451 - Prospect For Metaphysics: Essays In Metaphysical Exploration

Prospect For Metaphysics:
Essays In Metaphysical Exploration

Edited by Ian Ramsey
240 pp. New York, Philosophical Library, 1961. $6.00.

Almost all of these essays are individually well worth reviewing; but all that the reviewer can hope to do is to list them and then discuss briefly two which happen especially to interest himself.

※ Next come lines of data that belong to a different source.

use super::{ConfigError, SelectionScheme};

use serde::{Deserialize, Serialize};

use std::num::NonZeroUsize;

/// What to do when the fitness collaborator fails
/// (or returns a negative or non-finite value) for a genome.
#[derive(Clone, Copy, Debug, PartialEq, Eq, Serialize, Deserialize)]
pub enum FitnessFailurePolicy {
    /// The genome is assigned the worst possible fitness (0)
    /// and evaluation of the remaining genomes continues.
    WorstFitness,
    /// Evaluation stops and the error is returned to the caller.
    Propagate,
}

/// Configuration data for population generation
/// and evolution.
///
/// # Note
/// All quantities expressing probabilities
/// should be in the range [0.0, 1.0], which
/// [`validate`] enforces.
///
/// [`validate`]: PopulationConfig::validate
#[derive(Clone, Debug, PartialEq, Serialize, Deserialize)]
pub struct PopulationConfig {
    /// Size of the population.
    pub size: NonZeroUsize,
    /// Top n of the population which is copied
    /// as-is to the next generation.
    pub elitism: usize,
    /// Top % of the population which can participate
    /// in mating. Rounded up to a whole genome.
    pub survival_threshold: f32,
    /// How parents are picked from the breeding pool.
    pub selection: SelectionScheme,
    /// Chance that offspring will be the result
    /// of crossover (as opposed to a mutated clone).
    pub sexual_reproduction_chance: f32,
    /// Relative improvement of the best fitness below which
    /// a generation is considered stagnated.
    pub stagnation_threshold: f32,
    /// Fraction of the next generation replaced with fresh
    /// genomes after a stagnated generation.
    pub stagnation_replacement: f32,
    /// Factor applied to mutation chances when mutating
    /// the offspring of a stagnated generation.
    #[serde(default = "PopulationConfig::neutral_multiplier")]
    pub stagnation_rate_multiplier: f32,
    /// Factor applied to mutation magnitudes when mutating
    /// the offspring of a stagnated generation.
    #[serde(default = "PopulationConfig::neutral_multiplier")]
    pub stagnation_scale_multiplier: f32,
    /// Handling of fitness evaluation failures.
    pub fitness_failure_policy: FitnessFailurePolicy,
    /// Seed of the population's random number generator.
    pub seed: u64,
}

impl PopulationConfig {
    /// Returns a "zero-valued" default configuration.
    /// All values are 0, or in the case of
    /// `NonZeroUsize`s and stagnation multipliers, 1.
    /// Selection is by truncation and failed evaluations
    /// receive the worst fitness.
    ///
    /// # Note
    /// This value is not suitable for use in most experiments.
    /// It is meant as a way to abbreviate configuration
    /// instantiation, or to fill in unused values.
    ///
    /// # Examples
    /// ```
    /// use dinoneat::PopulationConfig;
    ///
    /// let cfg1 = PopulationConfig::zero();
    ///
    /// let cfg2 = PopulationConfig {
    ///     // Specify some values here...
    ///     survival_threshold: 0.5,
    ///     // Default the rest...
    ///     ..PopulationConfig::zero()
    /// };
    /// ```
    pub const fn zero() -> PopulationConfig {
        PopulationConfig {
            size: NonZeroUsize::MIN,
            elitism: 0,
            survival_threshold: 0.0,
            selection: SelectionScheme::Truncation,
            sexual_reproduction_chance: 0.0,
            stagnation_threshold: 0.0,
            stagnation_replacement: 0.0,
            stagnation_rate_multiplier: 1.0,
            stagnation_scale_multiplier: 1.0,
            fitness_failure_policy: FitnessFailurePolicy::WorstFitness,
            seed: 0,
        }
    }

    const fn neutral_multiplier() -> f32 {
        1.0
    }

    /// Number of top-ranked genomes eligible for mating.
    ///
    /// # Examples
    /// ```
    /// use dinoneat::PopulationConfig;
    /// use std::num::NonZeroUsize;
    ///
    /// let config = PopulationConfig {
    ///     size: NonZeroUsize::new(50).unwrap(),
    ///     survival_threshold: 0.25,
    ///     ..PopulationConfig::zero()
    /// };
    ///
    /// assert_eq!(config.breeding_pool_size(), 13);
    /// ```
    pub fn breeding_pool_size(&self) -> usize {
        let size = self.size.get();
        ((size as f32 * self.survival_threshold).ceil() as usize).min(size)
    }

    /// Checks the configuration for inconsistencies.
    ///
    /// # Errors
    /// Returns the first inconsistency found.
    ///
    /// # Examples
    /// ```
    /// use dinoneat::{ConfigError, PopulationConfig};
    /// use std::num::NonZeroUsize;
    ///
    /// let config = PopulationConfig {
    ///     size: NonZeroUsize::new(10).unwrap(),
    ///     survival_threshold: 0.0,
    ///     ..PopulationConfig::zero()
    /// };
    ///
    /// assert!(matches!(config.validate(), Err(ConfigError::EmptyBreedingPool { .. })));
    /// ```
    pub fn validate(&self) -> Result<(), ConfigError> {
        ConfigError::check_probability("survival_threshold", self.survival_threshold)?;
        ConfigError::check_probability(
            "sexual_reproduction_chance",
            self.sexual_reproduction_chance,
        )?;
        ConfigError::check_non_negative("stagnation_threshold", self.stagnation_threshold)?;
        ConfigError::check_probability("stagnation_replacement", self.stagnation_replacement)?;
        ConfigError::check_non_negative(
            "stagnation_rate_multiplier",
            self.stagnation_rate_multiplier,
        )?;
        ConfigError::check_non_negative(
            "stagnation_scale_multiplier",
            self.stagnation_scale_multiplier,
        )?;

        let size = self.size.get();
        if self.breeding_pool_size() == 0 {
            return Err(ConfigError::EmptyBreedingPool {
                size,
                survival_threshold: self.survival_threshold,
            });
        }
        if self.elitism >= size && size > 1 {
            return Err(ConfigError::ElitismExceedsSize {
                elitism: self.elitism,
                size,
            });
        }
        if let SelectionScheme::Tournament { size: 0 } = self.selection {
            return Err(ConfigError::Zero {
                parameter: "selection.size",
            });
        }
        Ok(())
    }
}
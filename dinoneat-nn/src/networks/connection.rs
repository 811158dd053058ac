use std::fmt;

/// An incoming weighted connection of a network node.
#[derive(Clone, Copy, PartialEq)]
pub(super) struct Connection {
    /// Slot of the source node.
    pub source: usize,
    pub weight: f32,
}

impl Connection {
    /// Creates a new Connection from the specified
    /// source node slot with the given weight.
    pub fn new(source: usize, weight: f32) -> Connection {
        Connection { source, weight }
    }
}

impl fmt::Debug for Connection {
    fn fmt(&self, f: &mut fmt::Formatter<'_>) -> fmt::Result {
        write!(f, "{} {:.9}", self.source, self.weight)
    }
}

There is an excellent critique of A. C. Maclntyre's "Logical Status of Religious Belief" by Howard Root and a most valuable discussion of the place of reason in religion by Ninian Smart. There is an interestingly re-thought Augustinian treatment of the problem of evil by Mark Pontifex, and a most thoughtful and thought-provoking essay on "Metaphysics and the Limits of Language" by C. B. Daly. There are more and less illuminating essays on ethics by A. C. Ewing and D. A. Rees respectively, and likewise on Greek philosophy by Hilary Armstrong and

J.S. Dickie. A slight restorative is applied to traditional metaphysics By D. J. B. Hawkins, and Illtyd Trethowan offers a useful analysis of A. J. Ayer's account of knowledge. These, together with the two further essays discussed below, comprise the volume. It is noteworthy that the book represents a Catholic-Protestant collaboration in the interests of philosophical research.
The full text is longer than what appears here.